* _REQUIRED WORK_: For the word "Face", count the lines below that contain it. Give the number alone.

* _DATASET RECORDS_:
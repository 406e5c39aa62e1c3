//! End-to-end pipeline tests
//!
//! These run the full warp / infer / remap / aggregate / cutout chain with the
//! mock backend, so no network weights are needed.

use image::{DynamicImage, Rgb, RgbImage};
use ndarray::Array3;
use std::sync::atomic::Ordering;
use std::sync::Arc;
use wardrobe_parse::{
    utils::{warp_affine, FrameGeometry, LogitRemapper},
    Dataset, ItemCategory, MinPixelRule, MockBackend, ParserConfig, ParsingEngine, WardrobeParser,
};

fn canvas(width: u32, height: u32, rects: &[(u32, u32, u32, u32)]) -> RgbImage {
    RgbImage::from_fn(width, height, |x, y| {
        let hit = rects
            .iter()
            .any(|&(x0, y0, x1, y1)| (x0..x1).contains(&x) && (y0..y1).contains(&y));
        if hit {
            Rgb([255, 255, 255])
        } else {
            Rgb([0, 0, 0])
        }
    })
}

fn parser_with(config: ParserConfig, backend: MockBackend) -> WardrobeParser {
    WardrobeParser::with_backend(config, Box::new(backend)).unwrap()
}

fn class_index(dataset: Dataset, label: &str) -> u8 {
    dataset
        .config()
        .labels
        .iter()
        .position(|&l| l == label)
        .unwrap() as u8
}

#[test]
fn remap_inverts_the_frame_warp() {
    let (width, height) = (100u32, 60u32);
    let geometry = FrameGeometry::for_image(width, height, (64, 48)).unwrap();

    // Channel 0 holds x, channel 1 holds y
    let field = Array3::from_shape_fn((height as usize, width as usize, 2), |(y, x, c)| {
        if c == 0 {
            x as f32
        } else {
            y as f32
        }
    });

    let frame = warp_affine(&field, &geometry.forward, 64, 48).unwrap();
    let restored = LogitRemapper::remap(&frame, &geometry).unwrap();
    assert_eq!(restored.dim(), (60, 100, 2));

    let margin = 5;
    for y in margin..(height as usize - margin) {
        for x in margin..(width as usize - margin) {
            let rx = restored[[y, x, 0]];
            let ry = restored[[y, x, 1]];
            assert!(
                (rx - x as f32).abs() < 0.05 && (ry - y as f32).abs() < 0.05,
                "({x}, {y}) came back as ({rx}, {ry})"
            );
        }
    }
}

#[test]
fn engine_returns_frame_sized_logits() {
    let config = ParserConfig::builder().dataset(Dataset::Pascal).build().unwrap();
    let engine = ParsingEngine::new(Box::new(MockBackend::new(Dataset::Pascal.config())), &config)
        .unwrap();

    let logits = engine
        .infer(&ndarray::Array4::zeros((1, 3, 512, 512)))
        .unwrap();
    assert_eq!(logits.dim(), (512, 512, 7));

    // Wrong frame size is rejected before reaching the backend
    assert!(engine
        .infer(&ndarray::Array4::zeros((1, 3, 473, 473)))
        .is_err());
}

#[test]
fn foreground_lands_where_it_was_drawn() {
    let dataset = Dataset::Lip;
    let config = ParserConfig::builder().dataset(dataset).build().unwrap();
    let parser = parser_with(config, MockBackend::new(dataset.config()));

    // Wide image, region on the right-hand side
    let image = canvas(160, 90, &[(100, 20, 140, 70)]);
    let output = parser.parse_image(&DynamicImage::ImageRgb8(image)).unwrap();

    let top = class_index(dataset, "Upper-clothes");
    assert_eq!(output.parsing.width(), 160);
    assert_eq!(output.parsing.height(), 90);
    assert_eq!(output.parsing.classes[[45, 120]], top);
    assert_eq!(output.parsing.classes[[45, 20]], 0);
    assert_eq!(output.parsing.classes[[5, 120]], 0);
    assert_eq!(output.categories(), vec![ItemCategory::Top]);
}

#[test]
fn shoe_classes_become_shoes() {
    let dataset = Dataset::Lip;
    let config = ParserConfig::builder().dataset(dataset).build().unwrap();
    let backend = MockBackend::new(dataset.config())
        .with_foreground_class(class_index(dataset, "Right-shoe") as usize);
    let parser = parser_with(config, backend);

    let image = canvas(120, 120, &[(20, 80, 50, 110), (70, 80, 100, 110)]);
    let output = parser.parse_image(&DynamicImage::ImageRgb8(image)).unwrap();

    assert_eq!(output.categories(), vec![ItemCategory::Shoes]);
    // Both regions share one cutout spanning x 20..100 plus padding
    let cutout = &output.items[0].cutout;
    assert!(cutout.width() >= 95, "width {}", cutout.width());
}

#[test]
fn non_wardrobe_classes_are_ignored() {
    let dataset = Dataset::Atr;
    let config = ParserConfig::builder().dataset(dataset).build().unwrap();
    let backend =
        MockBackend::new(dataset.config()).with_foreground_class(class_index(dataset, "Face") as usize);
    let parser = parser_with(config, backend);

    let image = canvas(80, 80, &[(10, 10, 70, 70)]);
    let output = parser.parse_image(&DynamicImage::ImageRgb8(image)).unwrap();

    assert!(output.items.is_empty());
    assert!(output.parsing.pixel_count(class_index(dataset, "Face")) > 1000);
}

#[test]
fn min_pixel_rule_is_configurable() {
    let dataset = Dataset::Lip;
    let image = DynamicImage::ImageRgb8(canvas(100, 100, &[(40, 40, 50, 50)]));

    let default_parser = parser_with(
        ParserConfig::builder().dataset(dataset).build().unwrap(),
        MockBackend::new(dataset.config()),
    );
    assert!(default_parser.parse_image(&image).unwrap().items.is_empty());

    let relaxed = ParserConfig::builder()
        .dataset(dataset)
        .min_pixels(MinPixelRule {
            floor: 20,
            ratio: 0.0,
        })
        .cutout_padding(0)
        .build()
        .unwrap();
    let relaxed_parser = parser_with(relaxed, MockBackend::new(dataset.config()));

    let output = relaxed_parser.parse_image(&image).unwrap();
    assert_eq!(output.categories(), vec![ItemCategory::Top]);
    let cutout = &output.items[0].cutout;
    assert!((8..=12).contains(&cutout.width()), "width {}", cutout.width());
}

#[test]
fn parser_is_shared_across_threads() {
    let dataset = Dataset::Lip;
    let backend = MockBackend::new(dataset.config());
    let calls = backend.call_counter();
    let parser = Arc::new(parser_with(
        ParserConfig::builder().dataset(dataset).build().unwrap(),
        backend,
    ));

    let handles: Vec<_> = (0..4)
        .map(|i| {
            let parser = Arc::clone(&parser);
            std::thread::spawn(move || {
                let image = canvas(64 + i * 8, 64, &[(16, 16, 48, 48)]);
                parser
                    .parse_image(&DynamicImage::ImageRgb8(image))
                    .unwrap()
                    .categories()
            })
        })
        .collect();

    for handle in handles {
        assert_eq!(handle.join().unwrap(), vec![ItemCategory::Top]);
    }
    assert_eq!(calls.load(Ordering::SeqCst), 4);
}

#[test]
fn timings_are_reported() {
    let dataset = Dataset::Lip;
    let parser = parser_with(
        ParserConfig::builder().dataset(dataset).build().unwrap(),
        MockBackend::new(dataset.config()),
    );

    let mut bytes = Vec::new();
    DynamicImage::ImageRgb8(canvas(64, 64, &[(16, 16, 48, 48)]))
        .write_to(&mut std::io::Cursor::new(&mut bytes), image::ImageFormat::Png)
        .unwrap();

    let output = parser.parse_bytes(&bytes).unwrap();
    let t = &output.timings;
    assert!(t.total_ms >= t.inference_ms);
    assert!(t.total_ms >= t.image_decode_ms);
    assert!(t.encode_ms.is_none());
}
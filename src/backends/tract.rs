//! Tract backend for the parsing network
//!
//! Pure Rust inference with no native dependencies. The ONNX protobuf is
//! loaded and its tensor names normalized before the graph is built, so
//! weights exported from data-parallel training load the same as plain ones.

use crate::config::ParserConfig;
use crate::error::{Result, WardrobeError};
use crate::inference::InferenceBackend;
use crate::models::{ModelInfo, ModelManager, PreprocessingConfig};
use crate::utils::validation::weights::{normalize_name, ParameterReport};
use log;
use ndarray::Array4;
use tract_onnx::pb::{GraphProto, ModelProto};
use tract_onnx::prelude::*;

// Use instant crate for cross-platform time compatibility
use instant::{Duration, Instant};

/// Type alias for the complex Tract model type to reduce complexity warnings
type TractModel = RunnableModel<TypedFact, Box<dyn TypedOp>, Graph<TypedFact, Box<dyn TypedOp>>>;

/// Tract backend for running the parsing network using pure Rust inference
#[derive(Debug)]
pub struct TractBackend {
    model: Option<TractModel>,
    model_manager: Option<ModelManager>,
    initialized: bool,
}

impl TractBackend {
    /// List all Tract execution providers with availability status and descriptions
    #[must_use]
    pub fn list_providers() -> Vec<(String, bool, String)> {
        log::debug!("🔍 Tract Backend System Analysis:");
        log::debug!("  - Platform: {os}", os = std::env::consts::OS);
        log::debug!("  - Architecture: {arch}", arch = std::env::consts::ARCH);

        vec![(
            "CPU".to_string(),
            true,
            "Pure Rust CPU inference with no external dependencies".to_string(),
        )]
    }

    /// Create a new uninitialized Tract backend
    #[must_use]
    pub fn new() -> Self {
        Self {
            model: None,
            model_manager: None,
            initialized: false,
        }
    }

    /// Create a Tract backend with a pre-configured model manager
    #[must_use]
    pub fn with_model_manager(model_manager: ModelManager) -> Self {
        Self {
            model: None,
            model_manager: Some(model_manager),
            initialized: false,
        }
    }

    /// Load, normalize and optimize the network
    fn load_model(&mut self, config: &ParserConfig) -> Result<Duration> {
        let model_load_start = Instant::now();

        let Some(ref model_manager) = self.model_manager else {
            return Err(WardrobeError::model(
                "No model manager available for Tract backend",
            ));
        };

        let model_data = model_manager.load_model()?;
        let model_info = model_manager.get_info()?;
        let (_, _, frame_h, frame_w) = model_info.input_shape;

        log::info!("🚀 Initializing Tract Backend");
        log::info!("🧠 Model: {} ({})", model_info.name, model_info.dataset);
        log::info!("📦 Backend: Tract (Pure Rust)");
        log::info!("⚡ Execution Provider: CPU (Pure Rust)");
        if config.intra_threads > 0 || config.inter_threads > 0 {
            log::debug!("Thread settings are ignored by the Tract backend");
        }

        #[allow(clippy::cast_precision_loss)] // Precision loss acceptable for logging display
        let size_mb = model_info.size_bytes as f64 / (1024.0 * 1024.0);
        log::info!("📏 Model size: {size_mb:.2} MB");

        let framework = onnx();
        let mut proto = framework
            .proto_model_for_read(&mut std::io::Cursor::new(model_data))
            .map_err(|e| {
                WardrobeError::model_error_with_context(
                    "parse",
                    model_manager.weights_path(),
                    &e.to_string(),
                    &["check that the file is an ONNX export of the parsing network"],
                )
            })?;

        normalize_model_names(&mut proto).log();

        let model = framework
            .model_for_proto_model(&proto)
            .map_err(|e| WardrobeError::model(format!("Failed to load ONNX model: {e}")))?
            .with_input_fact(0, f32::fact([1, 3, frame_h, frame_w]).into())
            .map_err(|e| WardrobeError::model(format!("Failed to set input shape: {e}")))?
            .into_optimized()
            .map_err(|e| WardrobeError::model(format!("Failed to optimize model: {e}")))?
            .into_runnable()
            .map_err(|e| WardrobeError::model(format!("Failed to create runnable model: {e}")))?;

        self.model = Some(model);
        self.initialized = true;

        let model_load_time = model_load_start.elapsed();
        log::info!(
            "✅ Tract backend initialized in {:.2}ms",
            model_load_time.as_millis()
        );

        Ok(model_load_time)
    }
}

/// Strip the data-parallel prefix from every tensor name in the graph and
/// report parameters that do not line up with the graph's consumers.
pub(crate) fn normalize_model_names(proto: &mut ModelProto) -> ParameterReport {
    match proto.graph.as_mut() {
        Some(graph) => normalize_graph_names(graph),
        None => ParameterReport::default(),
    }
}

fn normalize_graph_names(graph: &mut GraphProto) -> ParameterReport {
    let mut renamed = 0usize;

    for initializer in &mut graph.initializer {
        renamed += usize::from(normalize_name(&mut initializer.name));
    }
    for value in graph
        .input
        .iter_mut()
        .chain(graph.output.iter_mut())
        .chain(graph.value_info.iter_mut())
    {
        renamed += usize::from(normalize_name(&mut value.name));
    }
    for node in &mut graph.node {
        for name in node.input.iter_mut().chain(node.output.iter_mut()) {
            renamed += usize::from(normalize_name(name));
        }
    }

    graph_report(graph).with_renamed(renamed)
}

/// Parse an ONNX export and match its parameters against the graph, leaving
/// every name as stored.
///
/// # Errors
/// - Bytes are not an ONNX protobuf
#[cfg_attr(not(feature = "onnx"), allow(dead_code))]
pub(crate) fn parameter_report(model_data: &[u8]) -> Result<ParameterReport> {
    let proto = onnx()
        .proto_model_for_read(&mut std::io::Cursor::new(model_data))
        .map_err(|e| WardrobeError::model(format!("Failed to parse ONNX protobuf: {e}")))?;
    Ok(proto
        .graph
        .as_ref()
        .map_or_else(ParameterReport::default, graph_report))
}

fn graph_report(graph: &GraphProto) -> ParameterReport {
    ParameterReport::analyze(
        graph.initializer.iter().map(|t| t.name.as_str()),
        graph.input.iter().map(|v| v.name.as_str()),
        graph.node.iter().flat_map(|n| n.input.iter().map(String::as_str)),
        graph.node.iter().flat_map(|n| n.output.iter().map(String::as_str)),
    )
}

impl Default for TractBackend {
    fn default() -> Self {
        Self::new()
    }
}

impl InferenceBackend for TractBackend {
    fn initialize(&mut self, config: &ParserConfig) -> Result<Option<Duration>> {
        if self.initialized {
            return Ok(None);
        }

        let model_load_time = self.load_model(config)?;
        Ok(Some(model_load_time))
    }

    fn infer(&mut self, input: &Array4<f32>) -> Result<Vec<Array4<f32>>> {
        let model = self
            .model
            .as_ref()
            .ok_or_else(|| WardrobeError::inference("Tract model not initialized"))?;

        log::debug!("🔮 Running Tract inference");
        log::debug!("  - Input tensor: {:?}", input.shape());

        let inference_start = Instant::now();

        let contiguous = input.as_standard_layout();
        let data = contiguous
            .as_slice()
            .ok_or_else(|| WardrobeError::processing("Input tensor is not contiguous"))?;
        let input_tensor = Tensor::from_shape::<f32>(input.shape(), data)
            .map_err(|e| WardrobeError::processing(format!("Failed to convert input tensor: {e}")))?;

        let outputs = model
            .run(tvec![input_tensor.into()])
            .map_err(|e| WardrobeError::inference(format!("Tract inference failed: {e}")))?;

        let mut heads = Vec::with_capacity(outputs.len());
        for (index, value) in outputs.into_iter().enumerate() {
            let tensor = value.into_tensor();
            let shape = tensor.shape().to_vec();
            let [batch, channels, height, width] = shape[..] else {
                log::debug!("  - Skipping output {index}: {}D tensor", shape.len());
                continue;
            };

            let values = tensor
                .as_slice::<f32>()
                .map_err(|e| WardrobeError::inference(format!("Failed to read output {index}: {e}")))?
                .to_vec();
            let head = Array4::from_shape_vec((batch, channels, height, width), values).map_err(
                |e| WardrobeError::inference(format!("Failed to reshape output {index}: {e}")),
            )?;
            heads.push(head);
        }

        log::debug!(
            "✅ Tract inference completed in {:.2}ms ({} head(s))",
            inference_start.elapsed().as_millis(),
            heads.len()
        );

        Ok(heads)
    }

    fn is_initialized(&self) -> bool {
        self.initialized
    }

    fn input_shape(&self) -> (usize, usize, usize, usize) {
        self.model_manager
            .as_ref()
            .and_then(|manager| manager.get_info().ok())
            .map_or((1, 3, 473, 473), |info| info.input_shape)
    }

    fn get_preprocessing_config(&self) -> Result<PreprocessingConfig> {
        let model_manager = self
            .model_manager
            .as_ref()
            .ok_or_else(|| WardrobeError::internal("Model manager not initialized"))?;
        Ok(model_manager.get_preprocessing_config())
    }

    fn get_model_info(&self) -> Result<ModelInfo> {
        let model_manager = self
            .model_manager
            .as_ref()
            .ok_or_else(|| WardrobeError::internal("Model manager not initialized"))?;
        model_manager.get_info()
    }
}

* _ANSWER TO THIS TASK_: 2